Collected data entries:
○ ○ ○ ○ ○

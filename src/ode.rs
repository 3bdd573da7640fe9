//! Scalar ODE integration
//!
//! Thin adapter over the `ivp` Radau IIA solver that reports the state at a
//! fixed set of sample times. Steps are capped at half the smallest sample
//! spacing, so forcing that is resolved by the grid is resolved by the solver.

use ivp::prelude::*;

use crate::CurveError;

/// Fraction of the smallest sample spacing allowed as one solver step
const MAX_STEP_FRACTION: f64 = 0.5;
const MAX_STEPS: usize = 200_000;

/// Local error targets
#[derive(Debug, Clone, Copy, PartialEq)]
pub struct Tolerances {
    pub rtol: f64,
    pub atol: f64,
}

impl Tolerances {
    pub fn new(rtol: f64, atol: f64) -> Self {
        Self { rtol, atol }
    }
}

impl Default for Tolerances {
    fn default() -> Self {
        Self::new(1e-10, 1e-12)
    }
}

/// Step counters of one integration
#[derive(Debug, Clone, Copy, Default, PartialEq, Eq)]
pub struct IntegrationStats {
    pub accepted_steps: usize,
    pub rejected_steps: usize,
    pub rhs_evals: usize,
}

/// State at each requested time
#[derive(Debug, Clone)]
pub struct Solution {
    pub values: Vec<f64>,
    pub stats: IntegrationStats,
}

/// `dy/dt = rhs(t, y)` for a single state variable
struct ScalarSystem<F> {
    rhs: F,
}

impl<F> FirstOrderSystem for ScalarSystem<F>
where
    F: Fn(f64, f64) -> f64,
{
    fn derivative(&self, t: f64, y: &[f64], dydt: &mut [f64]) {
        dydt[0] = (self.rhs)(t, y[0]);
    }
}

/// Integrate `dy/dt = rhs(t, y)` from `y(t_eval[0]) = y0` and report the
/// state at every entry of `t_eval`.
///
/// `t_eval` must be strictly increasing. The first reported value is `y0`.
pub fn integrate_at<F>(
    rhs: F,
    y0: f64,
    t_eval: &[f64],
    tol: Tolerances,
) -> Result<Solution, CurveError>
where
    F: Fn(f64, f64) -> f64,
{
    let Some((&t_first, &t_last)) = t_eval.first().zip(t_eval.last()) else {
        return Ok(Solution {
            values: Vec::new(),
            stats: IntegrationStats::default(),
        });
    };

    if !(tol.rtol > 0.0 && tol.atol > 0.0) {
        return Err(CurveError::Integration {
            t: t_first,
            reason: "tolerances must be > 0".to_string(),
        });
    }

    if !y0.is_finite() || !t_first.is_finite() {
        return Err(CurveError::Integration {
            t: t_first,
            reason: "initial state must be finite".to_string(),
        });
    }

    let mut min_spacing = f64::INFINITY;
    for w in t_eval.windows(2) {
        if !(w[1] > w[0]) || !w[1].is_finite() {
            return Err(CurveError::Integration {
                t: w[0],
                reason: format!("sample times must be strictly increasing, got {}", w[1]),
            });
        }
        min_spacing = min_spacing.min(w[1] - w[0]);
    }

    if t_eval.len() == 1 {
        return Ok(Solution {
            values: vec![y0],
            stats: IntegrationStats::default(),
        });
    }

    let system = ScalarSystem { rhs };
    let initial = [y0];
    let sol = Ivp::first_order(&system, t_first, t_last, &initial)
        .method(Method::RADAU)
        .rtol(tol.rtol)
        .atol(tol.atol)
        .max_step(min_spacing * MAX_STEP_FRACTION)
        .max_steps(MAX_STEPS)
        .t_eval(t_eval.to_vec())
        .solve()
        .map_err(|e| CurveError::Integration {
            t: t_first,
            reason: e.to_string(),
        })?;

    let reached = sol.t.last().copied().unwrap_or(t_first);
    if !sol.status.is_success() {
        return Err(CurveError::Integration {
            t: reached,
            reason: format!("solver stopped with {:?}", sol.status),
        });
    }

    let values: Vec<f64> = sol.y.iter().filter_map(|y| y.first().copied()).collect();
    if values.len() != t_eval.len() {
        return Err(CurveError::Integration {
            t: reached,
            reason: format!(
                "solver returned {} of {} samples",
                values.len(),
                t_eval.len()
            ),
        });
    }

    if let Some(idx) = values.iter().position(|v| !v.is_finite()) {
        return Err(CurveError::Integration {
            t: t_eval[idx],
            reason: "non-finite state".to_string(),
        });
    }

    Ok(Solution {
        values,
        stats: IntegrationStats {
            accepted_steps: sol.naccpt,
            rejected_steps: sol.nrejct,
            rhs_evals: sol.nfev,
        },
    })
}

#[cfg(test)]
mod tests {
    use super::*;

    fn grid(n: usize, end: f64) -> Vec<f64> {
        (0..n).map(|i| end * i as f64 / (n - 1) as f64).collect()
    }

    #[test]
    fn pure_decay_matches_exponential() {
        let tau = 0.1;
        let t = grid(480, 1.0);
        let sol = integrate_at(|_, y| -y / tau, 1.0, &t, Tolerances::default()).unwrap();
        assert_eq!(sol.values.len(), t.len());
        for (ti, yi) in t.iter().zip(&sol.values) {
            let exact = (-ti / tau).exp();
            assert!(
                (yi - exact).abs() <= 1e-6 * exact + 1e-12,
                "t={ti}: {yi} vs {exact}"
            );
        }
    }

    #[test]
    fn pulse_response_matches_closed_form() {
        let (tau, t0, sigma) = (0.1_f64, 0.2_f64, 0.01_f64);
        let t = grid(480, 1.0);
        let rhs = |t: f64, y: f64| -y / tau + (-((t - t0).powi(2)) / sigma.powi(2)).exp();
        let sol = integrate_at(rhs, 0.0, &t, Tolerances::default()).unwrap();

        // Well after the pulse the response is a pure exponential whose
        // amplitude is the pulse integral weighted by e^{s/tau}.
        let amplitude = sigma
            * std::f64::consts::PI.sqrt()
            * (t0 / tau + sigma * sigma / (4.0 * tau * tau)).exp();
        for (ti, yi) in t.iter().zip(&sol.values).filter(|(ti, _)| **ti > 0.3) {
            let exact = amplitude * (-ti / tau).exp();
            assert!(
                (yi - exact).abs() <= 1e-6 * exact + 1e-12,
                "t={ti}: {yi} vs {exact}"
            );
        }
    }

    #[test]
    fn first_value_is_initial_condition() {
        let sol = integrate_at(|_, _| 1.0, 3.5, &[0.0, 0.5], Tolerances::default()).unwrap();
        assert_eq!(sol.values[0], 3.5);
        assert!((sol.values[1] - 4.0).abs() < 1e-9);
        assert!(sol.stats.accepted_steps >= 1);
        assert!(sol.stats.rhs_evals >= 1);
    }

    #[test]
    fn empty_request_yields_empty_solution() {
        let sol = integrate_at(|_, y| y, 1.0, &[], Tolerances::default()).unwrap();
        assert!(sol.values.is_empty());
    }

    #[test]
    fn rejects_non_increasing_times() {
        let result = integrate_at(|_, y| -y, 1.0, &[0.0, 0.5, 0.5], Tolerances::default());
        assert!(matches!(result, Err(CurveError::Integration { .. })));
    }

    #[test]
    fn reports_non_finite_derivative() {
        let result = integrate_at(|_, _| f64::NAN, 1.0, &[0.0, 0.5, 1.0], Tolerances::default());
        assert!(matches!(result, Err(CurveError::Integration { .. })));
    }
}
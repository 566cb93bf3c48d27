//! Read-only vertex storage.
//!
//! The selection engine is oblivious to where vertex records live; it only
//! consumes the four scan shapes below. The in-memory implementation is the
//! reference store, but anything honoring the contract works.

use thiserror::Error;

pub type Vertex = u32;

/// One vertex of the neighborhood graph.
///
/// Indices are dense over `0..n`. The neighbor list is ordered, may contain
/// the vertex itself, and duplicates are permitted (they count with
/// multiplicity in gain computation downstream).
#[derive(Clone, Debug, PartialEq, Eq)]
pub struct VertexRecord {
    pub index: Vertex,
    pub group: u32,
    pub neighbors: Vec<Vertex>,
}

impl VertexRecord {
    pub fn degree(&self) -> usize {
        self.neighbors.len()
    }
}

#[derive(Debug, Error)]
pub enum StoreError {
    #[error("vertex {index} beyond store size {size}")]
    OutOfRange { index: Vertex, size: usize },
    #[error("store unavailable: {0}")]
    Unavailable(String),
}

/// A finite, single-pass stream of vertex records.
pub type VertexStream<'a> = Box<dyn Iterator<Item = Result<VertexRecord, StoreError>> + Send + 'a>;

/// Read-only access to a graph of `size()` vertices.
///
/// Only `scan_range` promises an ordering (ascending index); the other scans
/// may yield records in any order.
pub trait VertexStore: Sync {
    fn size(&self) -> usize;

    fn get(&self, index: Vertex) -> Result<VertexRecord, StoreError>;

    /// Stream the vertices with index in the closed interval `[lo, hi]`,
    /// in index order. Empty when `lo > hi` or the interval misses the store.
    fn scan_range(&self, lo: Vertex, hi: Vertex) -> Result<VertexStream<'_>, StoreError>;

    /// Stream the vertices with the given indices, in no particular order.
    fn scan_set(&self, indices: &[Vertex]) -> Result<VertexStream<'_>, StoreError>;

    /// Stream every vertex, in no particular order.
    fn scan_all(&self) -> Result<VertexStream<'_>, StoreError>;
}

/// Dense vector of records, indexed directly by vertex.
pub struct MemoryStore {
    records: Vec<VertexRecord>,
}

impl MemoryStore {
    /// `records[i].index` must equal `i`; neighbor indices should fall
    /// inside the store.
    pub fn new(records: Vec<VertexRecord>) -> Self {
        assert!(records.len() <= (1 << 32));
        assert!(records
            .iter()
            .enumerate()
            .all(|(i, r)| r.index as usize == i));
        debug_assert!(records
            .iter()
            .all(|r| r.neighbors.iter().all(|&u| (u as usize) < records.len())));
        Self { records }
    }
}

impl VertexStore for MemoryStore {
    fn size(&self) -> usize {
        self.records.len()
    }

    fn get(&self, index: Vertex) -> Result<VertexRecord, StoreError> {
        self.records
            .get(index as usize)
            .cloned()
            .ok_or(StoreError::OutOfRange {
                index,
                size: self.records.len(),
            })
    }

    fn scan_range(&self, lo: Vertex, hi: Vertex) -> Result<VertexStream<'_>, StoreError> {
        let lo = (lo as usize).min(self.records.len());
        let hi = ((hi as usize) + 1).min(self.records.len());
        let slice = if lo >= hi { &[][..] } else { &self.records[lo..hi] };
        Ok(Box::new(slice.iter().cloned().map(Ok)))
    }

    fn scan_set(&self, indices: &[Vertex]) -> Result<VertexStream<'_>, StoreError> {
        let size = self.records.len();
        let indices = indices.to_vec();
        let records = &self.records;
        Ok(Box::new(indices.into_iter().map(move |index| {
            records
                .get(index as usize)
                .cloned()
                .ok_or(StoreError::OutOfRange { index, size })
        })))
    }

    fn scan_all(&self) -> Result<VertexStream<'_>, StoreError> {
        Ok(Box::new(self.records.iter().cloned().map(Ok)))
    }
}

○ ○ ○ ○ ○

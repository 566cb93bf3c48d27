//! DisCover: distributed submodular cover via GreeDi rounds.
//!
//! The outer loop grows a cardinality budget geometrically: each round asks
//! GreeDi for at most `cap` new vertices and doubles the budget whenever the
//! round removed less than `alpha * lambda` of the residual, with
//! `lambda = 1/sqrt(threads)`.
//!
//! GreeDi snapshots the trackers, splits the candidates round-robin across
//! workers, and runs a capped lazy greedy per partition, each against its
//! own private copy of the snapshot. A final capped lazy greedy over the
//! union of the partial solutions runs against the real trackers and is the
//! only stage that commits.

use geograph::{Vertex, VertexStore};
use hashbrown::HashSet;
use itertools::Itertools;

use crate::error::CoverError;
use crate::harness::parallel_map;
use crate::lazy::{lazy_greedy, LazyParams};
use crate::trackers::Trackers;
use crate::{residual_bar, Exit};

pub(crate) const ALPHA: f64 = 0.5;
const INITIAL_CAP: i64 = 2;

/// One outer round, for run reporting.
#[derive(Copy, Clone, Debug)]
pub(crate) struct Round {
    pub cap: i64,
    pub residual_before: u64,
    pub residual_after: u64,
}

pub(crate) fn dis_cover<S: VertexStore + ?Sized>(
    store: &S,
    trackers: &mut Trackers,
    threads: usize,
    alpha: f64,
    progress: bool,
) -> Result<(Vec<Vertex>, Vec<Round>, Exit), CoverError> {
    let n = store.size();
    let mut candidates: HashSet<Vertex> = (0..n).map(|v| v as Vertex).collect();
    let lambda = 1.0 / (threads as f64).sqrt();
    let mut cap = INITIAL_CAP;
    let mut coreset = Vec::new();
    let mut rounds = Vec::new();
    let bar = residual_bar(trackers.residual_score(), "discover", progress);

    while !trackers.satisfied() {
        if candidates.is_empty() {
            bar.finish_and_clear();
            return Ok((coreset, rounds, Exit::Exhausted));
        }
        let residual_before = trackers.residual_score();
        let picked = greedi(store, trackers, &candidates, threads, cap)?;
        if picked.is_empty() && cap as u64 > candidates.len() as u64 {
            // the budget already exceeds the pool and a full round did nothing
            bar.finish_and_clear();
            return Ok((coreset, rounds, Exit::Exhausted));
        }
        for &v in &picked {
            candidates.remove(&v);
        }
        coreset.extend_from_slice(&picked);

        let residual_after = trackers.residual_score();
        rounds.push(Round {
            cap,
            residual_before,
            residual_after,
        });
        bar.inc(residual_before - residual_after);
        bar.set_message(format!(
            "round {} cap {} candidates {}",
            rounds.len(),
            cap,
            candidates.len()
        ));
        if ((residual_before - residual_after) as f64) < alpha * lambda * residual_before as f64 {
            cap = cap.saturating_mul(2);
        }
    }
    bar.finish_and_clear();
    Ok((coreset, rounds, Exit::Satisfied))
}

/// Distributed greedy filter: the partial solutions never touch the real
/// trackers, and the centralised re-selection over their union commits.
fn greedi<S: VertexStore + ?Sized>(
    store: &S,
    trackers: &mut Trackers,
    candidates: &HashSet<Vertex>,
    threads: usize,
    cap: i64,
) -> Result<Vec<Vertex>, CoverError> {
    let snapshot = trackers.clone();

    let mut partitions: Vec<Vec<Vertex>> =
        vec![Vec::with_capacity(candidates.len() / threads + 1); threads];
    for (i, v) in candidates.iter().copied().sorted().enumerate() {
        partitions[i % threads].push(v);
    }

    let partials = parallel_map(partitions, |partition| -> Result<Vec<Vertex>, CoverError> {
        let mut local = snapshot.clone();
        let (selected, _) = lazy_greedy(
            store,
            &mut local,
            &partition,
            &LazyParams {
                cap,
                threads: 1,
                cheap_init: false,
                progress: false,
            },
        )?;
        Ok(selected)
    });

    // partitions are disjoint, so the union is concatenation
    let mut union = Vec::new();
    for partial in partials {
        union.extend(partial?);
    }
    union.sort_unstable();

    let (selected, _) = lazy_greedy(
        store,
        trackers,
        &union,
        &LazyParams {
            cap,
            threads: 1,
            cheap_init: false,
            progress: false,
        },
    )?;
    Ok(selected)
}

○ ○ ○ ○ ○

In the entries above, find the line with "filename src/ode.rs" and the line with "half the smallest sample", then restate word for word both of them and every line between, with nothing more.

filename src/ode.rs
repository 3bdd573da7640fe9
//! Scalar ODE integration
//!
//! Thin adapter over the `ivp` Radau IIA solver that reports the state at a
//! fixed set of sample times. Steps are capped at half the smallest sample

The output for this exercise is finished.